Gold remains the biggest loser as it puts in another proper breakdown session on Friday night, breaking below the $1830USD per ounce level after having no direction all week. As I said last week, basic price action just did not look good for the shiny metal and I would suggest we are on track to get back below the $1800 level very shortly:
Glossary of Acronyms and Technical Analysis Terms:
ATR: Average True Range – measures the degree of price volatility averaged over a time period
ATR Support/Resistance: a ratcheting mechanism that follows price below/above a trend, that if breached shows above average volatility
CCI: Commodity Channel Index: a momentum reading that calculates current price away from the statistical mean or “typical” price to indicate overbought (far above the mean) or oversold (far below the mean)

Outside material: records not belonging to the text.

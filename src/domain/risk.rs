//! Red-Risk Checker

use rust_decimal::Decimal;
use serde::{Deserialize, Serialize};

use super::margin::calculate_margin;
use super::round2;
use crate::{PricingError, Result};

/// Per-item risk configuration, supplied by the settings store at call time.
/// No ambient or global configuration is consulted.
#[derive(Clone, Debug, PartialEq, Eq, Serialize, Deserialize)]
pub struct RiskConfig {
    pub min_margin_percent: Decimal,
    pub min_profit_amount: Option<Decimal>,
    pub allow_loss: bool,
    pub max_loss_percent: Decimal,
}

impl Default for RiskConfig {
    fn default() -> Self {
        Self {
            min_margin_percent: Decimal::ZERO,
            min_profit_amount: None,
            allow_loss: false,
            max_loss_percent: Decimal::ZERO,
        }
    }
}

/// Verdict for one proposed price. Built fresh per call; `reasons` accumulate
/// in check order and are never removed, even when the loss allowance flips
/// the flag back off.
#[derive(Clone, Debug, PartialEq, Eq, Serialize, Deserialize)]
pub struct RedRiskCheck {
    pub is_red_risk: bool,
    pub reasons: Vec<String>,
    pub can_adjust: bool,
    pub min_safe_price: Decimal,
}

/// Screens a proposed price against the margin floor, the absolute profit
/// floor and the cost floor, in that order, then applies the loss-allowance
/// override.
///
/// The profit floor only runs when `min_profit_amount` is configured. The
/// override flips `is_red_risk` back to false when `allow_loss` is set and
/// the margin magnitude sits within `max_loss_percent`; with
/// `max_loss_percent` at zero it rescues only an exact break-even.
///
/// `can_adjust` keeps two independent gates: a non-red proposal is always
/// adjustable, and a red one is still adjustable if it sits at or above the
/// separately computed safe floor. Both gates are deliberate; they must not
/// be collapsed into one.
pub fn check_red_risk(
    proposed_price: Decimal,
    total_cost: Decimal,
    config: &RiskConfig,
) -> Result<RedRiskCheck> {
    let margin = calculate_margin(proposed_price, total_cost)
        .with_floors(config.min_margin_percent, config.min_profit_amount);

    let mut is_red_risk = false;
    let mut reasons = Vec::new();

    if !margin.meets_min_margin {
        is_red_risk = true;
        reasons.push(format!(
            "margin {}% is below the required {}%",
            margin.margin_percent, config.min_margin_percent
        ));
    }

    if let Some(min_profit) = config.min_profit_amount {
        if margin.profit_amount < min_profit {
            is_red_risk = true;
            reasons.push(format!(
                "profit {} falls {} short of the {} minimum",
                margin.profit_amount,
                min_profit - margin.profit_amount,
                min_profit
            ));
        }
    }

    if margin.profit_amount < Decimal::ZERO {
        is_red_risk = true;
        reasons.push(format!(
            "price {} is below cost {}",
            proposed_price, total_cost
        ));
    }

    if is_red_risk && config.allow_loss {
        let loss_percent = margin.margin_percent.abs();
        if loss_percent <= config.max_loss_percent {
            is_red_risk = false;
            reasons.push(format!(
                "loss of {}% is within the allowed {}%",
                loss_percent, config.max_loss_percent
            ));
        }
    }

    let min_safe_price =
        min_required_price(total_cost, config.min_margin_percent, config.min_profit_amount)?;
    let can_adjust = !is_red_risk || proposed_price >= min_safe_price;

    if is_red_risk {
        tracing::warn!(
            %proposed_price,
            %total_cost,
            margin_percent = %margin.margin_percent,
            %min_safe_price,
            "proposed price flagged as red risk"
        );
    }

    Ok(RedRiskCheck {
        is_red_risk,
        reasons,
        can_adjust,
        min_safe_price,
    })
}

/// Smallest price satisfying the margin-percent floor and the absolute
/// profit floor simultaneously, rounded with the same two-decimal rule the
/// margin calculator uses.
///
/// A margin floor of 100% or more has no finite solution and is rejected as
/// a configuration error before any arithmetic.
pub fn min_required_price(
    total_cost: Decimal,
    min_margin_percent: Decimal,
    min_profit_amount: Option<Decimal>,
) -> Result<Decimal> {
    if min_margin_percent >= Decimal::ONE_HUNDRED {
        return Err(PricingError::UnachievableMargin(min_margin_percent));
    }

    let price_from_margin =
        total_cost / (Decimal::ONE - min_margin_percent / Decimal::ONE_HUNDRED);
    let floor = match min_profit_amount {
        Some(min_profit) => price_from_margin.max(total_cost + min_profit),
        None => price_from_margin,
    };
    Ok(round2(floor))
}

#[cfg(test)]
mod tests {
    use super::*;
    use rust_decimal_macros::dec;

    fn config(min_margin: Decimal) -> RiskConfig {
        RiskConfig {
            min_margin_percent: min_margin,
            ..RiskConfig::default()
        }
    }

    #[test]
    fn test_red_risk_boundary() {
        // cost 100, floor 20%: 124.99 is 19.99% (red), 125.01 is 20.01% (not).
        let check = check_red_risk(dec!(124.99), dec!(100), &config(dec!(20))).unwrap();
        assert!(check.is_red_risk);
        assert_eq!(check.reasons.len(), 1);
        assert_eq!(check.min_safe_price, dec!(125.00));

        let check = check_red_risk(dec!(125.01), dec!(100), &config(dec!(20))).unwrap();
        assert!(!check.is_red_risk);
        assert!(check.reasons.is_empty());
        assert!(check.can_adjust);
    }

    #[test]
    fn test_cost_floor_always_flags() {
        // Below cost is red even with a zero margin floor.
        let check = check_red_risk(dec!(99.50), dec!(100), &config(dec!(0))).unwrap();
        assert!(check.is_red_risk);
        assert!(check.reasons.iter().any(|r| r.contains("below cost")));
    }

    #[test]
    fn test_loss_allowance_override() {
        let cfg = RiskConfig {
            min_margin_percent: dec!(10),
            min_profit_amount: None,
            allow_loss: true,
            max_loss_percent: dec!(10),
        };
        // cost 100, price 95: margin -5.26%, inside the 10% allowance.
        let check = check_red_risk(dec!(95), dec!(100), &cfg).unwrap();
        assert!(!check.is_red_risk);
        assert!(check.can_adjust);
        // Margin and cost-floor reasons stay, plus the trailing override note.
        assert_eq!(check.reasons.len(), 3);
        assert!(check.reasons[2].contains("within the allowed"));
    }

    #[test]
    fn test_zero_loss_allowance_rescues_nothing() {
        let cfg = RiskConfig {
            min_margin_percent: dec!(10),
            min_profit_amount: None,
            allow_loss: true,
            max_loss_percent: dec!(0),
        };
        let check = check_red_risk(dec!(95), dec!(100), &cfg).unwrap();
        assert!(check.is_red_risk);

        // Exact break-even is the one rescued case.
        let check = check_red_risk(dec!(100), dec!(100), &cfg).unwrap();
        assert!(!check.is_red_risk);
    }

    #[test]
    fn test_profit_floor_independent_of_margin_floor() {
        // 25% margin but only 5 profit: still red under a 10 profit floor.
        let cfg = RiskConfig {
            min_margin_percent: dec!(10),
            min_profit_amount: Some(dec!(10)),
            allow_loss: false,
            max_loss_percent: dec!(0),
        };
        let check = check_red_risk(dec!(20), dec!(15), &cfg).unwrap();
        assert!(check.is_red_risk);
        assert_eq!(check.reasons.len(), 1);
        assert!(check.reasons[0].contains("short of the 10 minimum"));
    }

    #[test]
    fn test_absent_profit_floor_never_contributes() {
        let check = check_red_risk(dec!(20), dec!(15), &config(dec!(10))).unwrap();
        assert!(!check.is_red_risk);
        assert!(check.reasons.is_empty());
    }

    #[test]
    fn test_red_price_at_safe_floor_stays_adjustable() {
        // Rounding can leave the rounded safe floor a hair short of the
        // exact margin floor; a red proposal sitting on it still passes the
        // second gate. cost 33.34 at 25%: floor 44.4533 -> 44.45, where the
        // margin rounds to 24.99%.
        let check = check_red_risk(dec!(44.45), dec!(33.34), &config(dec!(25))).unwrap();
        assert!(check.is_red_risk);
        assert_eq!(check.min_safe_price, dec!(44.45));
        assert!(check.can_adjust);

        // Below the floor both gates say no.
        let check = check_red_risk(dec!(124.99), dec!(100), &config(dec!(20))).unwrap();
        assert!(check.is_red_risk);
        assert!(!check.can_adjust);
        assert_eq!(check.min_safe_price, dec!(125.00));
    }

    #[test]
    fn test_min_required_price() {
        assert_eq!(
            min_required_price(dec!(50), dec!(15), Some(dec!(10))).unwrap(),
            dec!(60.00)
        );
        // Margin floor dominates when the profit floor is low.
        assert_eq!(
            min_required_price(dec!(50), dec!(15), Some(dec!(2))).unwrap(),
            dec!(58.82)
        );
        assert_eq!(
            min_required_price(dec!(100), dec!(20), None).unwrap(),
            dec!(125.00)
        );
    }

    #[test]
    fn test_min_required_price_monotonic() {
        let cost = dec!(50);
        let mut last = Decimal::MIN;
        for mm in [dec!(0), dec!(5), dec!(10), dec!(15), dec!(20), dec!(50)] {
            let p = min_required_price(cost, mm, None).unwrap();
            assert!(p >= last, "not monotonic in margin floor at {mm}");
            last = p;
        }
        let mut last = Decimal::MIN;
        for mp in [dec!(0), dec!(5), dec!(10), dec!(25)] {
            let p = min_required_price(cost, dec!(10), Some(mp)).unwrap();
            assert!(p >= last, "not monotonic in profit floor at {mp}");
            last = p;
        }
    }

    #[test]
    fn test_unachievable_margin_rejected() {
        assert_eq!(
            min_required_price(dec!(50), dec!(100), None),
            Err(PricingError::UnachievableMargin(dec!(100)))
        );
        assert!(min_required_price(dec!(50), dec!(150), None).is_err());
        // The checker surfaces the same configuration error.
        assert!(check_red_risk(dec!(60), dec!(50), &config(dec!(100))).is_err());
    }
}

Low/High Moving Average: rolling mean of prices in this case, the low and high for the day/hour which creates a band around the actual price movement
FOMC: Federal Open Market Committee, monthly meeting of Federal Reserve regarding monetary policy (setting interest rates)
DOE: US Department of Energy
Uncle Point: or stop loss point, a level at which you’ve clearly been wrong on your position, so cry uncle and get out!